Production of cellular concrete from waste

Imagine, in a construction, being able to choose the density of the sealing blocks and the subfloor.

In this sense, a low cost aluminum slag expanding agent is being developed for incorporation into mortars, aiming at replacing aluminum powder (used in the manufacture of autoclaved cellular concrete) and foaming agent (used in concrete molded cell phone “in loco”). This blowing agent can be produced from primary slag grinding. The resulting material contains finely divided metallic aluminum and aluminum carbides that release, when in alkaline medium, hydrogen and methane. These gases are responsible for the expansion of the mortar, decreasing its density.

Tests were carried out to determine the properties of autoclaved cellular concrete with the addition of an expanding agent (dry bulk density – NBR 13440 and compressive strength NBR 13439), maintaining the same industrial processing conditions. In the case of non-autoclaved concrete, the compression rupture performance (NBR 5739) was evaluated, for densities between 500 and 1400 kg / m3 and ages 7, 14 and 28 days. In financial terms, this technique represents a viable alternative for replacing common expanders.

INTRODUCTION

Light concrete in relation to concrete sealing blocks, the main acceptance criterion is to obtain a compressive strength of the order of 2.5 MPa (1), with the lowest possible density. With regard to home screeds, the vast majority of them can have half the density normally used. When using the technology of incorporating air into light concrete, the gain in material and in the reduction of efforts to which the structures are subjected are very significant.

However, currently, few options are available on the market for the production of light mortars, the main ones being autoclaved cellular concrete and foamed cellular concrete. Autoclaved cellular concrete is a material that starts from the mixture of fine sand, micro lime and fine metallic aluminum powder. When in a basic medium, aluminum reacts with lime, releasing hydrogen gas 2Al + 2OH- – by expanding the mortar. This expanded mortar is autoclaved, that is, it is a processing that causes a phase transformation to occur, resulting in a highly resistant component: tobermorite.

The autoclaved cellular concrete blocks reach 2.5 MPa of compressive strength with a density of 550 kg / m3 (this density value corresponds to 30% of the density of conventional mortars). In foamy cellular concrete, the incorporation of air is achieved by adding foam, obtained in a generator. This foam is then mixed with the mortar. Foamy concrete is cast “in loco”, its density varies from 1000 to 1800 kg / m3 and the respective compressive strength, after 28 days, from 4 to 25 MPa (2). Thus, it is only possible to obtain products based on foamy concrete with a resistance of 2.5 MPa with twice the density of autoclaved concrete, that is, 1100 kg / m3. In this case, autoclaving is not performed, but a foam generator is required. The recycling of aluminum slag The slag resulting from the production of aluminum can be classified into two types:

• Primary, from the processing of bauxite, whose main constituents are: alumina (Al2O3), aluminum nitride (AlN), spinel (MgAl2O4) and metallic aluminum (Al) from 20 to 80% by weight. The salt content is low, on the order of 2%.

• Secondary, which can come either from recycling primary slag or from recycling aluminum scrap, contains KCl, NaCl and silica, in addition to the constituents present in the primary slag. The aluminum content ranges from 5 to 20% by weight.

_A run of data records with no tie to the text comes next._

//! The `Ticket` record and its lifecycle vocabulary.
//!
//! A ticket is created when a brand-new email thread passes classification
//! and advances through the pipeline stages one CAS write at a time. The
//! record carries everything needed to suspend on a follow-up and resume
//! hours or days later: extracted fields, the message transcript, and the
//! pending follow-up descriptor.

use std::collections::BTreeMap;

use chrono::{DateTime, Utc};
use serde::{Deserialize, Serialize};

// ── Stage ───────────────────────────────────────────────────────────

/// Pipeline stage, in canonical order.
///
/// Transitions advance one step at a time; a follow-up detour keeps the
/// stage unchanged and re-enters it when the reply arrives.
#[derive(Debug, Clone, Copy, PartialEq, Eq, PartialOrd, Ord, Serialize, Deserialize)]
#[serde(rename_all = "kebab-case")]
pub enum Stage {
    Received,
    Classified,
    FieldsExtracted,
    SubcategoryResolved,
    PriorityResolved,
    Finalized,
}

impl Stage {
    /// The next stage in canonical order, or `None` at the end.
    pub fn next(self) -> Option<Stage> {
        match self {
            Stage::Received => Some(Stage::Classified),
            Stage::Classified => Some(Stage::FieldsExtracted),
            Stage::FieldsExtracted => Some(Stage::SubcategoryResolved),
            Stage::SubcategoryResolved => Some(Stage::PriorityResolved),
            Stage::PriorityResolved => Some(Stage::Finalized),
            Stage::Finalized => None,
        }
    }

    /// Short label for logging and DB columns.
    pub fn label(self) -> &'static str {
        match self {
            Stage::Received => "received",
            Stage::Classified => "classified",
            Stage::FieldsExtracted => "fields-extracted",
            Stage::SubcategoryResolved => "subcategory-resolved",
            Stage::PriorityResolved => "priority-resolved",
            Stage::Finalized => "finalized",
        }
    }
}

impl std::fmt::Display for Stage {
    fn fmt(&self, f: &mut std::fmt::Formatter<'_>) -> std::fmt::Result {
        f.write_str(self.label())
    }
}

// ── Status ──────────────────────────────────────────────────────────

/// Processing status of a ticket record.
#[derive(Debug, Clone, Copy, PartialEq, Eq, Serialize, Deserialize)]
#[serde(rename_all = "kebab-case")]
pub enum Status {
    /// Actively moving through the pipeline.
    InProgress,
    /// Suspended on a follow-up; a correlated reply resumes it.
    AwaitingResponse,
    /// Follow-up reminders exhausted — visible to operators, still resumable.
    Stalled,
    /// Terminal: all fields, subcategory, priority and team resolved.
    Finalized,
    /// Retired temp record, replaced by a final ticket. Never deleted.
    Superseded,
    /// Terminal: explicitly abandoned by an operator.
    Abandoned,
}

impl Status {
    /// Terminal/retired statuses reject all further mutation.
    pub fn is_immutable(self) -> bool {
        matches!(self, Status::Finalized | Status::Superseded | Status::Abandoned)
    }

    pub fn label(self) -> &'static str {
        match self {
            Status::InProgress => "in-progress",
            Status::AwaitingResponse => "awaiting-response",
            Status::Stalled => "stalled",
            Status::Finalized => "finalized",
            Status::Superseded => "superseded",
            Status::Abandoned => "abandoned",
        }
    }
}

impl std::fmt::Display for Status {
    fn fmt(&self, f: &mut std::fmt::Formatter<'_>) -> std::fmt::Result {
        f.write_str(self.label())
    }
}

// ── Classification / priority ───────────────────────────────────────

/// Top-level classification of an inbound request.
#[derive(Debug, Clone, Copy, PartialEq, Eq, Serialize, Deserialize)]
pub enum Category {
    Incident,
    Demande,
}

impl Category {
    pub fn label(self) -> &'static str {
        match self {
            Category::Incident => "Incident",
            Category::Demande => "Demande",
        }
    }
}

/// Closed priority enumeration, highest first.
#[derive(Debug, Clone, Copy, PartialEq, Eq, PartialOrd, Ord, Serialize, Deserialize)]
#[serde(rename_all = "UPPERCASE")]
pub enum Priority {
    Critical,
    Elevated,
    Standard,
}

impl Priority {
    pub fn label(self) -> &'static str {
        match self {
            Priority::Critical => "CRITICAL",
            Priority::Elevated => "ELEVATED",
            Priority::Standard => "STANDARD",
        }
    }
}

impl std::fmt::Display for Priority {
    fn fmt(&self, f: &mut std::fmt::Formatter<'_>) -> std::fmt::Result {
        f.write_str(self.label())
    }
}

// ── Follow-ups ──────────────────────────────────────────────────────

/// Which clarification a suspended ticket is waiting on.
#[derive(Debug, Clone, Copy, PartialEq, Eq, Serialize, Deserialize)]
#[serde(rename_all = "kebab-case")]
pub enum FollowUpKind {
    /// One or more required fields are missing or uncertain.
    Fields,
    /// No subcategory could be resolved with enough confidence.
    Subcategory,
    /// A subcategory was resolved but policy requires explicit confirmation.
    SubcategoryConfirmation,
    /// Priority rules reference information the ticket does not have yet.
    Priority,
    /// Extraction failed permanently — escalated to a human operator.
    Operator,
}

impl FollowUpKind {
    pub fn label(self) -> &'static str {
        match self {
            FollowUpKind::Fields => "fields",
            FollowUpKind::Subcategory => "subcategory",
            FollowUpKind::SubcategoryConfirmation => "subcategory-confirmation",
            FollowUpKind::Priority => "priority",
            FollowUpKind::Operator => "operator",
        }
    }
}

impl std::fmt::Display for FollowUpKind {
    fn fmt(&self, f: &mut std::fmt::Formatter<'_>) -> std::fmt::Result {
        f.write_str(self.label())
    }
}

/// Durable descriptor of an armed follow-up watch.
///
/// Lives on the ticket itself so a multi-day suspension survives restarts;
/// the correlator finds it through the thread index.
#[derive(Debug, Clone, PartialEq, Serialize, Deserialize)]
pub struct PendingFollowUp {
    pub kind: FollowUpKind,
    pub requested_at: DateTime<Utc>,
    /// Stage to re-enter when the reply correlates.
    pub expected_stage: Stage,
    /// Reminders already re-sent by the sweep.
    pub reminders_sent: u32,
    /// What exactly was asked (missing field names, candidate subcategory…).
    #[serde(default)]
    pub note: Option<String>,
    /// Provider id of the last outbound follow-up message.
    #[serde(default)]
    pub last_message_id: Option<String>,
}

// ── History / transcript ────────────────────────────────────────────

/// One stage transition, for audit and debugging. Append-only.
#[derive(Debug, Clone, PartialEq, Serialize, Deserialize)]
pub struct StageTransition {
    pub from: Stage,
    pub to: Stage,
    pub at: DateTime<Utc>,
}

/// One inbound message folded into the ticket's context. Append-only,
/// deduplicated by `message_id`.
#[derive(Debug, Clone, PartialEq, Serialize, Deserialize)]
pub struct TranscriptEntry {
    pub message_id: String,
    pub sender: String,
    #[serde(default)]
    pub subject: Option<String>,
    pub body: String,
    pub received_at: DateTime<Utc>,
}

// ── Ticket ──────────────────────────────────────────────────────────

/// The central entity: one support request moving through the pipeline.
#[derive(Debug, Clone, PartialEq, Serialize, Deserialize)]
pub struct Ticket {
    /// `TKT-YYYYMMDD-NNNN` (final) or `TEMP-<STAGE>-YYYYMMDD-NNNN`.
    /// Immutable once assigned; never reused.
    pub id: String,
    /// Originating email conversation. At most one non-finalized ticket
    /// per thread at any time.
    pub thread_id: String,
    /// CAS token, bumped on every successful write.
    pub version: u64,
    pub stage: Stage,
    pub status: Status,
    #[serde(default)]
    pub category: Option<Category>,
    /// Extracted attributes. Merge-only — values are never dropped.
    #[serde(default)]
    pub fields: BTreeMap<String, String>,
    #[serde(default)]
    pub subcategory: Option<String>,
    /// Set once a subcategory-confirmation reply has been folded in.
    #[serde(default)]
    pub subcategory_confirmed: bool,
    /// Set once a priority follow-up has been asked, so the pipeline
    /// defaults instead of asking twice.
    #[serde(default)]
    pub priority_probed: bool,
    #[serde(default)]
    pub priority: Option<Priority>,
    #[serde(default)]
    pub team: Option<String>,
    #[serde(default)]
    pub pending_followup: Option<PendingFollowUp>,
    /// Every message observed on the thread, in arrival order.
    #[serde(default)]
    pub transcript: Vec<TranscriptEntry>,
    /// Ordered stage transitions with timestamps.
    #[serde(default)]
    pub history: Vec<StageTransition>,
    /// Final ticket id, once this temp record has been retired.
    #[serde(default)]
    pub superseded_by: Option<String>,
    pub created_at: DateTime<Utc>,
    pub updated_at: DateTime<Utc>,
}

impl Ticket {
    /// Create a freshly classified ticket for a new thread.
    pub fn new_classified(
        id: String,
        thread_id: String,
        category: Category,
        now: DateTime<Utc>,
    ) -> Self {
        Self {
            id,
            thread_id,
            version: 1,
            stage: Stage::Classified,
            status: Status::InProgress,
            category: Some(category),
            fields: BTreeMap::new(),
            subcategory: None,
            subcategory_confirmed: false,
            priority_probed: false,
            priority: None,
            team: None,
            pending_followup: None,
            transcript: Vec::new(),
            history: vec![StageTransition {
                from: Stage::Received,
                to: Stage::Classified,
                at: now,
            }],
            superseded_by: None,
            created_at: now,
            updated_at: now,
        }
    }

    /// Advance to the next canonical stage, recording the transition.
    ///
    /// Returns `false` (and leaves the ticket untouched) if `to` is not the
    /// immediate successor of the current stage.
    pub fn advance_to(&mut self, to: Stage, now: DateTime<Utc>) -> bool {
        if self.stage.next() != Some(to) {
            return false;
        }
        self.history.push(StageTransition {
            from: self.stage,
            to,
            at: now,
        });
        self.stage = to;
        self.updated_at = now;
        true
    }

    /// Merge newly extracted fields. Existing values win over re-extractions
    /// so already-confirmed data is never lost.
    pub fn merge_fields(&mut self, extracted: &BTreeMap<String, String>) {
        for (k, v) in extracted {
            if v.trim().is_empty() {
                continue;
            }
            self.fields.entry(k.clone()).or_insert_with(|| v.clone());
        }
    }

    /// Whether a message id has already been folded into this ticket.
    pub fn has_seen_message(&self, message_id: &str) -> bool {
        self.transcript.iter().any(|e| e.message_id == message_id)
    }

    /// Append a message to the transcript. Returns `false` on duplicates.
    pub fn record_message(&mut self, entry: TranscriptEntry) -> bool {
        if self.has_seen_message(&entry.message_id) {
            return false;
        }
        self.transcript.push(entry);
        true
    }

    /// Full thread text fed to extraction capabilities: every message so
    /// far, in order, with sender and subject headers.
    pub fn thread_text(&self) -> String {
        let mut out = String::new();
        for entry in &self.transcript {
            out.push_str(&format!("--- Message from {} ---\n", entry.sender));
            if let Some(ref subject) = entry.subject {
                out.push_str(&format!("Subject: {}\n", subject));
            }
            out.push_str(&entry.body);
            out.push_str("\n\n");
        }
        out
    }

    /// Sender address of the first message on the thread (the requester).
    pub fn requester(&self) -> Option<&str> {
        self.transcript.first().map(|e| e.sender.as_str())
    }

    /// Validate that `history` is a legal walk of the stage graph:
    /// each hop advances exactly one stage and hops chain head-to-tail.
    pub fn history_is_ordered(&self) -> bool {
        let mut cursor = Stage::Received;
        for t in &self.history {
            if t.from != cursor || cursor.next() != Some(t.to) {
                return false;
            }
            cursor = t.to;
        }
        cursor == self.stage || self.status == Status::Superseded
    }
}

The salts contained in the secondary slag are easily leachable by water and, therefore, must be deposited in industrial landfills. Due to the high cost of this operation, around US $ 50 / ton, this practice is not always observed, mainly by small companies in the sector.

In addition to salts, other residues are generated in the recycling process, which involves grinding and washing slag. These residues are, in general, a mixture that contains free metals, metal oxides, carbides and nitrides, among others, and when in contact with water they produce gases such as acetylene (C2H2), methane (CH4) and ammonia (NH3) , in addition to hydrogen (H2). The main reactions that occur during slag leaching are:

2AlN (s) + 6H2O (l)  2Al(OH)3 (aq) + 2NH3 (g) (1)

2NH3 (g) + H2O (l)  NH4+(aq) + OH-(aq) (2)

2Al + 2H2O (l) + 4OH-(aq)  2Al(OH)3 (aq) + H2 (g) (3)

Al4C3 (s) + 12H2O (l)  4Al(OH)3 (aq) + 3 CH4 (g) (4)

CaC2 (s) + 2H2O (l)  Ca(OH)2 (s) +C2H2 (g) (5)

Reactions (1) and (2) promote an increase in the concentration of hydroxyl ions,
increasing the pH of the solution to values ​​greater than 8, which favors the occurrence of the reaction (3). This reaction, in addition to releasing a large volume of hydrogen, is strongly exothermic and raises the temperature of the system, favoring the increased release of gases from reactions (1), (4) and (5).